▸ **DATA TO USE**:
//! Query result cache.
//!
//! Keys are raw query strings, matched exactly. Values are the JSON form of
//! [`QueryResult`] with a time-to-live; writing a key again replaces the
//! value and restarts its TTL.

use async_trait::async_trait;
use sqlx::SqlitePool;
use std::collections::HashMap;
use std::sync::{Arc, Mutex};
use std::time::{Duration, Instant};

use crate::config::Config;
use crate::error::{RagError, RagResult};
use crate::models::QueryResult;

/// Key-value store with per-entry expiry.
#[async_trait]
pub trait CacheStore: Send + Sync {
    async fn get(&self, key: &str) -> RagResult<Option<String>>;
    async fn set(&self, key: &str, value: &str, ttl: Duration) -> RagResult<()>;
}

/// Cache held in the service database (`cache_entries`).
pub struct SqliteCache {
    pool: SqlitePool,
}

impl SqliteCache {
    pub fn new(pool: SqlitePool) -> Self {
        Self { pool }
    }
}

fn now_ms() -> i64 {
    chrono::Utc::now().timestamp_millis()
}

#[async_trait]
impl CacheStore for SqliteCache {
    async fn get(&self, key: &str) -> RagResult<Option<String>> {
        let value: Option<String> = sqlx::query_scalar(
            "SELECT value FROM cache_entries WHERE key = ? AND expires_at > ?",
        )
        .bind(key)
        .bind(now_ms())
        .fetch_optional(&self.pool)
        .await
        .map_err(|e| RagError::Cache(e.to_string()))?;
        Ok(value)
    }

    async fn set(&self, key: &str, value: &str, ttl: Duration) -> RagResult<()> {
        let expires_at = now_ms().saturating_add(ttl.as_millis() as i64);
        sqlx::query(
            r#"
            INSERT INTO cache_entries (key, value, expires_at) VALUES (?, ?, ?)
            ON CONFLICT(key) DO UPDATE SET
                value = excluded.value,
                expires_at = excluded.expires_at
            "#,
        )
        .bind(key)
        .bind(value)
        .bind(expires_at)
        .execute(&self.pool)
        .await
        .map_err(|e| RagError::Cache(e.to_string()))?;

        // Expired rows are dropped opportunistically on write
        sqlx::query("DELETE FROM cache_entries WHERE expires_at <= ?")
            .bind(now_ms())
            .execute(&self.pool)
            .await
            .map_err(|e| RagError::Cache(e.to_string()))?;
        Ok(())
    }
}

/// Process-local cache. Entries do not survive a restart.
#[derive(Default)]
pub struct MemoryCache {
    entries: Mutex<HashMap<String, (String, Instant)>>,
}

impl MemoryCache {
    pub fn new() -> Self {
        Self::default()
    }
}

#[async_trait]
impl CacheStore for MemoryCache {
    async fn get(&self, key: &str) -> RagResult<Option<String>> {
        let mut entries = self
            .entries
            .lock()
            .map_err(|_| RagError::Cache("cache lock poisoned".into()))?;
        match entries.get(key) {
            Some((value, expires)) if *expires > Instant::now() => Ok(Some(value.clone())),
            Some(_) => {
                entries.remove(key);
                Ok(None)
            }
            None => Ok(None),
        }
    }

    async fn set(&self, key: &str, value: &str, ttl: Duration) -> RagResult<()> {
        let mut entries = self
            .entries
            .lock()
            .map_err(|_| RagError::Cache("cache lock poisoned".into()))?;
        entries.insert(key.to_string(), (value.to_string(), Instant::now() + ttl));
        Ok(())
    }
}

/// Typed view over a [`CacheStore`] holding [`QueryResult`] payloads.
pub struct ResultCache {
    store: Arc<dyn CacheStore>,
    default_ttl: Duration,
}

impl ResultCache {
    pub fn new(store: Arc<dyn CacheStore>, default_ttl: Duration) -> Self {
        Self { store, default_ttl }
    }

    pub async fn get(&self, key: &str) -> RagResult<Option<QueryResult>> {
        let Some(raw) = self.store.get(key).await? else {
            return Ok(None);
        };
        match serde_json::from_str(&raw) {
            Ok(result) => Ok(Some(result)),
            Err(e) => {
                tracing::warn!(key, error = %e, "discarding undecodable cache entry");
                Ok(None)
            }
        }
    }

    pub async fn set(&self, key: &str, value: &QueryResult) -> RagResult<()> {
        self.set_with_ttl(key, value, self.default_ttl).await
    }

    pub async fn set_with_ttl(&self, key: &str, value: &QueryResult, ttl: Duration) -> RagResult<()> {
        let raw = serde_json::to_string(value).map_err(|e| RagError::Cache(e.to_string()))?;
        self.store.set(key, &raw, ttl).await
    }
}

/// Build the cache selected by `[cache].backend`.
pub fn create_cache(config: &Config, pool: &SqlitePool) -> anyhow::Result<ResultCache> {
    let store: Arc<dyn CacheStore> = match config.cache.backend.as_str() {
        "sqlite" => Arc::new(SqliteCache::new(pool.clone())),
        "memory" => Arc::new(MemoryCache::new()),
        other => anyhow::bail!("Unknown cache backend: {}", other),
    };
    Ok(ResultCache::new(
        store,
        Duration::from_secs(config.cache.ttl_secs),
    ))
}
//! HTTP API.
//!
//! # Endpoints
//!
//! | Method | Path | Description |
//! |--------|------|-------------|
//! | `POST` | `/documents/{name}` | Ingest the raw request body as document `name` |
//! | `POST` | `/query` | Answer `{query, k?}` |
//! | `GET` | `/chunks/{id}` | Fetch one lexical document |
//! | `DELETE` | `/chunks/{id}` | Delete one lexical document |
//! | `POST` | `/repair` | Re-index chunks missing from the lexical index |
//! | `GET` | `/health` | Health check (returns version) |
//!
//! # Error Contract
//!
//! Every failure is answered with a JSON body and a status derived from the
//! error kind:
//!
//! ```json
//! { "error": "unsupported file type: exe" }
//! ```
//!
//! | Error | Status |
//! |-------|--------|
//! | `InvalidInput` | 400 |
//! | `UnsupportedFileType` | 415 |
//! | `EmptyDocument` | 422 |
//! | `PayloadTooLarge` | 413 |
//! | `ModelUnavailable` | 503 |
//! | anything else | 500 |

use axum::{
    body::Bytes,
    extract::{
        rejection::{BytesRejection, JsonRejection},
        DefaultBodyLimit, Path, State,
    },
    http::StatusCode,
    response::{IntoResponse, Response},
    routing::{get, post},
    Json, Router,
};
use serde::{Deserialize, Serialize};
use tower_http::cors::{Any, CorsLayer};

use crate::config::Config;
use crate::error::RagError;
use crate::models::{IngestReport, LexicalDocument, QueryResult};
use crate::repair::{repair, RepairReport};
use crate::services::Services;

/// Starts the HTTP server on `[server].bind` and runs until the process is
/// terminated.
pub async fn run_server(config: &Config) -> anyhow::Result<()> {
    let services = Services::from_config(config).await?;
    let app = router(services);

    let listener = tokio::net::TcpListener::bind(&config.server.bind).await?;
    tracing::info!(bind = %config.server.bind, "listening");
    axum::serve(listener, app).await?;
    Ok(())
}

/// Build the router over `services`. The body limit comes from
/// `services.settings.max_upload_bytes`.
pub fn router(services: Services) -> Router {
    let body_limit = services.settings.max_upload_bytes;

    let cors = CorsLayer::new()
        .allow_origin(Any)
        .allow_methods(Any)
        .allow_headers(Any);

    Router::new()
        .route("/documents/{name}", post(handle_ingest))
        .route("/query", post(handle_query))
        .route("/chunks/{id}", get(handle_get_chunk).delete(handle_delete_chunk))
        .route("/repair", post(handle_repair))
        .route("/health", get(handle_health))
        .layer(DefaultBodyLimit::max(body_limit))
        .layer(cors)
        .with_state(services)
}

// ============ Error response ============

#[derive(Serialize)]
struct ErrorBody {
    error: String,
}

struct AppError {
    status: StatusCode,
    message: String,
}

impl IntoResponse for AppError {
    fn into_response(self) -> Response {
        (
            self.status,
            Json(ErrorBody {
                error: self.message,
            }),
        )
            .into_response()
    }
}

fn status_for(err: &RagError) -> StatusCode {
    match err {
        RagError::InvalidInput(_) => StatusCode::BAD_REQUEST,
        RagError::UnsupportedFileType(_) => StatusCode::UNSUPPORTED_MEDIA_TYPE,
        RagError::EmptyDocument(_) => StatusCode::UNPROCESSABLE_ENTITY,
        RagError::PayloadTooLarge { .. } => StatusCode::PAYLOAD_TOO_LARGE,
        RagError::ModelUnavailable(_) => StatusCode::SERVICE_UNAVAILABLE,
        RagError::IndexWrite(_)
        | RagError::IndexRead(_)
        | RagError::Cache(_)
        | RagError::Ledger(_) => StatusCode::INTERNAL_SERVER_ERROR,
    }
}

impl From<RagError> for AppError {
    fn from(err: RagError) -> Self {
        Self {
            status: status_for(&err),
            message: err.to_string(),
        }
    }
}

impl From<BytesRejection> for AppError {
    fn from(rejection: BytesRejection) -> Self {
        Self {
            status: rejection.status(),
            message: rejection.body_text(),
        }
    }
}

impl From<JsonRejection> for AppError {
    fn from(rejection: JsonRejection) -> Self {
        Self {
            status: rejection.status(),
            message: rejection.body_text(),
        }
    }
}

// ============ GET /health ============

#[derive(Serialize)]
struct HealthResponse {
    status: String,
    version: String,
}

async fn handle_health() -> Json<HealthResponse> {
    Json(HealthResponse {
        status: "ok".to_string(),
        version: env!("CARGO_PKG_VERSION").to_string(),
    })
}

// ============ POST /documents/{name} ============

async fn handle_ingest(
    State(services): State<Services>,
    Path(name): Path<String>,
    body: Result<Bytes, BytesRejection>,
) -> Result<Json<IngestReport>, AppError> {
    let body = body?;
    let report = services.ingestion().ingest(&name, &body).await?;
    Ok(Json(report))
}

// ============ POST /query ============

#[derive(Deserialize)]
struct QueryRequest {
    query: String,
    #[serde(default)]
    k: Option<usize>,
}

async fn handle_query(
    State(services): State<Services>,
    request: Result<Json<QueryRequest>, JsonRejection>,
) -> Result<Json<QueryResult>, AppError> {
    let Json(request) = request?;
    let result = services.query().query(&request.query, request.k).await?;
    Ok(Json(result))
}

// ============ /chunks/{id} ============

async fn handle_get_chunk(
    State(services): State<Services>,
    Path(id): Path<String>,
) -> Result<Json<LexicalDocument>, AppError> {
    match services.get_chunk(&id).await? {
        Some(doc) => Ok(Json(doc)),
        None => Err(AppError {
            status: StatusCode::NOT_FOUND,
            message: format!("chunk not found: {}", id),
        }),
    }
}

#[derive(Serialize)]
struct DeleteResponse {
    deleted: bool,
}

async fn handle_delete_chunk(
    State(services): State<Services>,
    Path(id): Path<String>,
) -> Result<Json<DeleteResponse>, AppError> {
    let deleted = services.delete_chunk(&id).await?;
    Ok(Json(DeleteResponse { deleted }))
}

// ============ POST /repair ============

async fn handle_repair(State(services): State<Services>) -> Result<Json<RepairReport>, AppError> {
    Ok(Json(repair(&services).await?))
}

▸ **ASSIGNMENT**: Scan the entries above for the word "RepairReport". Report the lines that hold it.

▸ **SOLUTION TO THIS PROBLEM**:
use crate::repair::{repair, RepairReport};
async fn handle_repair(State(services): State<Services>) -> Result<Json<RepairReport>, AppError> {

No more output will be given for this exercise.